Useful To Who?
I've been thinking about the usefulness of AI since I wrote about it last week. The latest salvo in this battle is a recently-released study showing that AI is neither replacing jobs nor drastically affecting wages. Plenty of grains of salt to be taken here: the data is from Denmark, self-reported, and from 2023-2024 so predating some of the recent leaps and bounds made in the technology.
Still, I think there's a growing realization that, while this tech might have the potential to be world-changing, it's not actually there yet. Most of the cases where it's getting the most use are the ones that suck! Creating more layers of servile chatbots that don't actually help you, pumping websites full of text that all sounds the same, or helping kids cheat on their homework.
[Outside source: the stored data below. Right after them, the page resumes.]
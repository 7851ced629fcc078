//! Replay command handler.

use std::path::Path;
use std::sync::Arc;
use std::time::Duration;

use bridgepanel_core::PanelConfig;
use bridgepanel_gui::{PanelDeps, PopupController};
use tracing::info;

use crate::adapters::{ScriptedBackground, Transcript, TranscriptEntry};
use crate::error::CliError;
use crate::scenario::{Scenario, Step};

/// Execute the replay command: run the scenario in `path` and print the
/// transcript.
pub async fn execute(config: &PanelConfig, path: &Path) -> Result<(), CliError> {
    let scenario = Scenario::load(path)?;
    let config = scenario.config(config)?;
    info!(steps = scenario.steps.len(), path = %path.display(), "Replaying scenario");

    for entry in replay(config, scenario).await {
        println!("{entry}");
    }
    Ok(())
}

/// Run `scenario` against a fresh controller and return everything it did.
///
/// Pending follow-ups are cancelled once the last step ran, as when the
/// popup closes.
pub async fn replay(config: PanelConfig, scenario: Scenario) -> Vec<TranscriptEntry> {
    let transcript = Arc::new(Transcript::default());
    let controller = PopupController::new(PanelDeps::new(
        Arc::new(ScriptedBackground::new(scenario.replies)),
        transcript.clone(),
        transcript.clone(),
        config,
    ));

    for step in scenario.steps {
        transcript.record(TranscriptEntry::Step(step.to_string()));
        match step {
            Step::Initialize => controller.initialize().await,
            Step::Push(event) => controller.handle_push(event).await,
            Step::SettingsChange(change) => controller.handle_settings_change(&change),
            Step::Visibility { visible } => controller.set_visible(visible).await,
            Step::Action(action) => {
                if let Err(e) = controller.dispatch(action).await {
                    transcript.record(TranscriptEntry::Failed(e.to_string()));
                }
            }
            Step::Wait { ms } => tokio::time::sleep(Duration::from_millis(ms)).await,
        }
    }

    controller.shutdown();
    transcript.entries()
}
This isn't exactly the AI-powered utopia some people are selling.
As somebody who follows a lot of researchers in the field out of a perverse desire to understand what's going on I think it's easy for me to get caught up in the enthusiasm of people at the cutting edge. I'm still highly skeptical of the tech, but you read enough people convinced this is the Next Big Thing and you start to believe there must be something there. But every time I actually try and use these tools I'm wildly underwhelmed. Other than my brief foray into Deep Research, which does strike me as something with promise, nothing actually feels that useful! I spent a few hours playing around with Gemini Flash 2.5 and came away deeply underwhelmed: it's a sycophantic little interface that has very little useful problem-solving ability, at least for the real-life problems I tossed its way. Again, there are domain-specific applications that I see a future for here, especially in repetitive tasks like programming, but this is a Fancy Calculator miscast as actual intelligence. Frankly, I need to work on not getting taken in by fairly smart people who are excited by this tech: I get it, I think it's interesting too, but every time I step back and actually use the thing I am reminded that it's mostly hype.
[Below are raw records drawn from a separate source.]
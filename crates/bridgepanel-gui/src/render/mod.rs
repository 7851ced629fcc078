//! Pure view rendering.
//!
//! Every function here maps data to a [`RenderedView`] without touching the
//! surface, so the state machine can be tested without a controller.
//!
//! View precedence for a snapshot:
//!
//! 1. `bridgeEnabled == false` → disabled
//! 2. `isDisabling` → disable progress
//! 3. `isEnabling` → enable progress
//! 4. otherwise → normal status

mod escape;
mod summary;

use bridgepanel_core::{
    BannerKind, NotificationPayload, PanelConfig, ProgressInfo, RenderedView, StatusSnapshot,
    ViewKind,
};

pub use escape::escape_html;
pub use summary::{ConnectionState, HelpText, StatusSummary, reconnect_visible};

/// Pick and render the view for `snapshot`.
pub fn render_snapshot(snapshot: &StatusSnapshot, config: &PanelConfig) -> RenderedView {
    if !snapshot.bridge_enabled {
        render_disabled()
    } else if snapshot.is_disabling {
        render_disable_progress(&snapshot.disable_progress.clone().unwrap_or_default())
    } else if snapshot.is_enabling {
        render_enabling()
    } else {
        render_status(snapshot, config)
    }
}

/// Bridge switched off.
pub fn render_disabled() -> RenderedView {
    view(
        ViewKind::Disabled,
        [
            r#"<div class="status-row"><span class="status-dot grey"></span><span class="status-label">Bridge disabled</span></div>"#.to_string(),
            r#"<div class="help-text">Turn the bridge on to connect to MCP servers.</div>"#.to_string(),
        ]
        .join("\n"),
    )
}

/// Disable in progress.
pub fn render_disable_progress(progress: &ProgressInfo) -> RenderedView {
    let mut parts = vec![
        format!(
            r#"<div class="status-row"><span class="status-dot grey"></span><span class="status-label">{}</span></div>"#,
            progress.stage.label()
        ),
    ];
    if !progress.message.is_empty() {
        parts.push(format!(
            r#"<div class="progress-message">{}</div>"#,
            escape_html(&progress.message)
        ));
    }
    if !progress.operations.is_empty() {
        parts.push(list("pending-operations", &progress.operations));
    }
    view(ViewKind::Disabling, parts.join("\n"))
}

/// Enable in progress.
pub fn render_enabling() -> RenderedView {
    view(
        ViewKind::Enabling,
        r#"<div class="status-row"><span class="status-dot grey"></span><span class="status-label">Enabling bridge...</span></div>"#.to_string(),
    )
}

/// Status could not be fetched.
pub fn render_error(message: &str) -> RenderedView {
    view(
        ViewKind::Error,
        format!(
            r#"<div class="status-row error"><span class="status-dot red"></span><span class="status-label">Error</span></div>
<div class="error-message">{}</div>"#,
            escape_html(message)
        ),
    )
}

/// Transient notification banner.
pub fn render_banner(
    kind: BannerKind,
    default_title: &str,
    payload: &NotificationPayload,
) -> RenderedView {
    let title = payload.title.as_deref().unwrap_or(default_title);
    let mut parts = vec![
        format!(r#"<div class="banner {}">"#, kind.css_class()),
        format!(r#"<div class="banner-title">{}</div>"#, escape_html(title)),
    ];
    if let Some(details) = payload.details.as_deref() {
        parts.push(format!(
            r#"<div class="banner-details">{}</div>"#,
            escape_html(details)
        ));
    }
    if !payload.actions.is_empty() {
        parts.push(list("suggested-actions", &payload.actions));
    }
    parts.push("</div>".to_string());
    view(ViewKind::Banner(kind), parts.join("\n"))
}

/// Normal connection status.
fn render_status(snapshot: &StatusSnapshot, config: &PanelConfig) -> RenderedView {
    let summary = StatusSummary::from_snapshot(snapshot);
    let mut parts = vec![
        format!(
            r#"<div class="status-row"><span class="status-dot {}"></span><span class="status-label">{}</span></div>"#,
            summary.connection.dot_class(),
            summary.connection.label()
        ),
        row("Extension", summary.extension_label),
    ];
    if let Some(url) = snapshot.bridge_url.as_deref() {
        parts.push(row("Bridge", &escape_html(url)));
    }
    parts.push(row("MCP Servers", &summary.server_count.to_string()));
    parts.push(row("Tools", &summary.tool_count.to_string()));

    if summary.show_breakdown {
        let items: Vec<String> = snapshot
            .mcp_servers
            .iter()
            .map(|server| {
                format!(
                    r#"<div class="server-item"><span class="server-name">{}</span><span class="server-tools">{}</span></div>"#,
                    escape_html(server.display_name()),
                    tools_label(server.tool_count())
                )
            })
            .collect();
        parts.push(format!(
            "<div class=\"server-breakdown\">\n{}\n</div>",
            items.join("\n")
        ));
    }

    match summary.help {
        Some(HelpText::MaxAttemptsReached) => parts.push(
            r#"<div class="help-text">Could not reach the bridge after several attempts. Check that it is running, then press Reconnect.</div>"#
                .to_string(),
        ),
        Some(HelpText::StartBridge) => parts.push(format!(
            r#"<div class="help-text">Make sure the bridge is running:<code>{}</code></div>"#,
            escape_html(&config.bridge_command)
        )),
        None => {}
    }

    RenderedView {
        kind: ViewKind::Status,
        html: parts.join("\n"),
        reconnect_visible: summary.reconnect_visible,
    }
}

fn view(kind: ViewKind, html: String) -> RenderedView {
    RenderedView {
        kind,
        html,
        reconnect_visible: false,
    }
}

fn row(label: &str, value: &str) -> String {
    format!(
        r#"<div class="status-row"><span class="label">{label}</span><span class="value">{value}</span></div>"#
    )
}

fn list(class: &str, items: &[String]) -> String {
    let items: Vec<String> = items
        .iter()
        .map(|item| format!("<li>{}</li>", escape_html(item)))
        .collect();
    format!("<ul class=\"{class}\">{}</ul>", items.concat())
}

fn tools_label(count: u64) -> String {
    if count == 1 {
        "1 tool".to_string()
    } else {
        format!("{count} tools")
    }
}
The depressing conclusion that I am coming to about these tools is that for anyone who actually likes to think, or read, or has significant domain knowledge, they are at best useless and at worst actively harmful. Unfortunately there are also a lot of people for whom the most mediocre output imaginable is perfectly fine. If you're too lazy to actually learn something then an output that is kind of correct some of the time is probably good enough. This is the thing that makes me think the tech might not be going away - there will always be deeply lazy, incurious, or just scammy people out there happy to outsource their work to the mediocrity machine.
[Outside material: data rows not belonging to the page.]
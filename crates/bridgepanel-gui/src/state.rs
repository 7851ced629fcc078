//! State shared by the controller and its scheduled tasks.

use std::sync::{Mutex, MutexGuard, PoisonError};

use bridgepanel_core::{RenderedView, StatusSnapshot};
use tracing::debug;

use crate::deps::PanelDeps;
use crate::render;
use crate::scheduler::{ScheduledTask, Scheduler};

/// Mutable popup state.
#[derive(Debug)]
pub(crate) struct PanelState {
    /// Last known snapshot; `None` until the first successful fetch.
    pub(crate) snapshot: Option<StatusSnapshot>,
    pub(crate) visible: bool,
    /// Revert timer of the banner on screen, if it has one.
    pub(crate) banner_revert: Option<ScheduledTask>,
}

impl Default for PanelState {
    fn default() -> Self {
        Self {
            snapshot: None,
            visible: true,
            banner_revert: None,
        }
    }
}

/// Everything one popup instance owns.
///
/// The state lock is never held across an await.
pub(crate) struct Shared {
    pub(crate) deps: PanelDeps,
    pub(crate) scheduler: Scheduler,
    state: Mutex<PanelState>,
}

impl Shared {
    pub(crate) fn new(deps: PanelDeps) -> Self {
        Self {
            deps,
            scheduler: Scheduler::new(),
            state: Mutex::new(PanelState::default()),
        }
    }

    fn state(&self) -> MutexGuard<'_, PanelState> {
        // A panic while holding the lock leaves plain data behind; keep going.
        self.state.lock().unwrap_or_else(PoisonError::into_inner)
    }

    pub(crate) fn snapshot(&self) -> Option<StatusSnapshot> {
        self.state().snapshot.clone()
    }

    /// Overwrite the stored snapshot. Last write wins.
    pub(crate) fn store_snapshot(&self, snapshot: StatusSnapshot) {
        self.state().snapshot = Some(snapshot);
    }

    /// Patch the stored snapshot in place and return the patched copy.
    pub(crate) fn update_snapshot<F>(&self, patch: F) -> Option<StatusSnapshot>
    where
        F: FnOnce(&mut StatusSnapshot),
    {
        let mut state = self.state();
        let snapshot = state.snapshot.as_mut()?;
        patch(snapshot);
        Some(snapshot.clone())
    }

    pub(crate) fn is_visible(&self) -> bool {
        self.state().visible
    }

    /// Set visibility, returning the previous value.
    pub(crate) fn set_visible(&self, visible: bool) -> bool {
        std::mem::replace(&mut self.state().visible, visible)
    }

    /// Put `view` on screen. Any pending banner revert is cancelled: the
    /// banner it would revert is gone.
    pub(crate) fn show(&self, view: &RenderedView) {
        let superseded = self.state().banner_revert.take();
        if let Some(revert) = superseded {
            revert.cancel();
        }
        self.deps.surface.show(view);
    }

    /// Track the revert timer of the banner just shown.
    pub(crate) fn set_banner_revert(&self, task: ScheduledTask) {
        self.state().banner_revert = Some(task);
    }

    /// Render `snapshot` through the state machine.
    pub(crate) fn render(&self, snapshot: &StatusSnapshot) {
        let view = render::render_snapshot(snapshot, &self.deps.config);
        debug!(view = view.kind.name(), "Rendering snapshot");
        self.show(&view);
    }

    /// Re-render the stored snapshot, if there is one.
    pub(crate) fn rerender(&self) {
        match self.snapshot() {
            Some(snapshot) => self.render(&snapshot),
            None => debug!("No snapshot to render yet"),
        }
    }
}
The good news, I guess, is that I still don't see many domains where this can actually outdo a thoughtful person. John Henry still seems to have the advantage over this particular steam engine, and it seems to me to be a fundamental limitation of the tech that it will never really replace a thoughtful human being where it matters. And given the pullback from AI investment in a variety of sectors it seems like the markets are starting to agree with me. There is something there with large language models but frankly I don't think anyone's quite figured out what it is yet. I don't know if or when the bubble will burst but it certainly seems like people are starting to get wise to the fact that this tech just isn't there yet.